Identifying potential drug targets for seborrhoeic dermatitis and dry eye syndrome through mendelian randomisation analysis

Patients with seborrhoeic dermatitis frequently experience comorbid dry eye syndrome, which complicates clinical management. Identifying shared drug targets is a promising strategy for developing novel therapies that concurrently address both conditionggs. Ocular involvement is common in seborrhoeic dermatitis and frequently leads to dry eye syndrome, underscoring the importance of identifying shared drug targets for dual-pathway therapy. A two-sample Mendelian Randomisation (MR) analysis was conducted to identify potential drug targets. Sensitivity and colocalization analyses were performed to confirm shared targets. External replication and summary-data-based MR were used to validate target accuracy. Gene enrichment analysis and drug prediction were employed to explore functional pathways and potential therapeutics.

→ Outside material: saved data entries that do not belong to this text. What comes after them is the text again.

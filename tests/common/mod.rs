//! Shared utilities for the integration tests.

#![allow(dead_code)]

use std::sync::Arc;

use annoroute::config::RoutingConfig;
use annoroute::dispatch::DispatchRuntime;
use annoroute::RouteRegistry;
use axum::body::{to_bytes, Body, Bytes};
use axum::http::{HeaderMap, Request, StatusCode};
use axum::Router;
use serde_json::Value;
use tower::ServiceExt;

/// Source path that derives to the default version and `module`.
pub fn app_source(module: &str, file: &str) -> String {
    format!("src/application/{}/controller/{}.rs", module, file)
}

pub fn registry() -> RouteRegistry {
    RouteRegistry::new(RoutingConfig::default())
}

pub fn debug_registry() -> RouteRegistry {
    RouteRegistry::new(RoutingConfig {
        debug: true,
        ..RoutingConfig::default()
    })
}

/// Builds the registry with the configured default methods into a router.
pub fn router(registry: RouteRegistry, runtime: DispatchRuntime) -> Router {
    registry.build_default().into_router(Arc::new(runtime))
}

pub struct TestResponse {
    pub status: StatusCode,
    pub headers: HeaderMap,
    pub body: Bytes,
}

impl TestResponse {
    pub fn json(&self) -> Value {
        serde_json::from_slice(&self.body).expect("response body is JSON")
    }

    pub fn text(&self) -> String {
        String::from_utf8_lossy(&self.body).into_owned()
    }

    pub fn content_type(&self) -> &str {
        self.headers
            .get("content-type")
            .and_then(|v| v.to_str().ok())
            .unwrap_or_default()
    }
}

pub async fn send(router: &Router, request: Request<Body>) -> TestResponse {
    let response = router.clone().oneshot(request).await.expect("router is infallible");
    let (parts, body) = response.into_parts();
    TestResponse {
        status: parts.status,
        headers: parts.headers,
        body: to_bytes(body, usize::MAX).await.expect("body collects"),
    }
}

pub async fn get(router: &Router, uri: &str) -> TestResponse {
    send(router, Request::get(uri).body(Body::empty()).unwrap()).await
}

pub async fn post_json(router: &Router, uri: &str, body: &Value) -> TestResponse {
    let request = Request::post(uri)
        .header("content-type", "application/json")
        .body(Body::from(body.to_string()))
        .unwrap();
    send(router, request).await
}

MR analysis revealed 65 plasma proteins causally associated with seborrhoeic dermatitis (P < 0.05) and 68 with dry eye syndrome (P < 0.05). Colocalization and external replication demonstrated that KRT5 exhibited significant positive causal associations with both seborrhoeic dermatitis (OR = 1.535, 95%CI: 1.092–2.159, P = 0.014) and dry eye syndrome (OR = 2.219, 95%CI: 1.267–3.887, P = 0.005). Gene enrichment analysis indicated that target genes were primarily involved in keratinisation pathways. Drug prediction identified imipenem monohydrate as a potential therapeutic candidate. KRT5 is identified as a promising drug target for both conditions, with imipenem monohydrate as a potential treatment. These findings provide novel therapeutic avenues.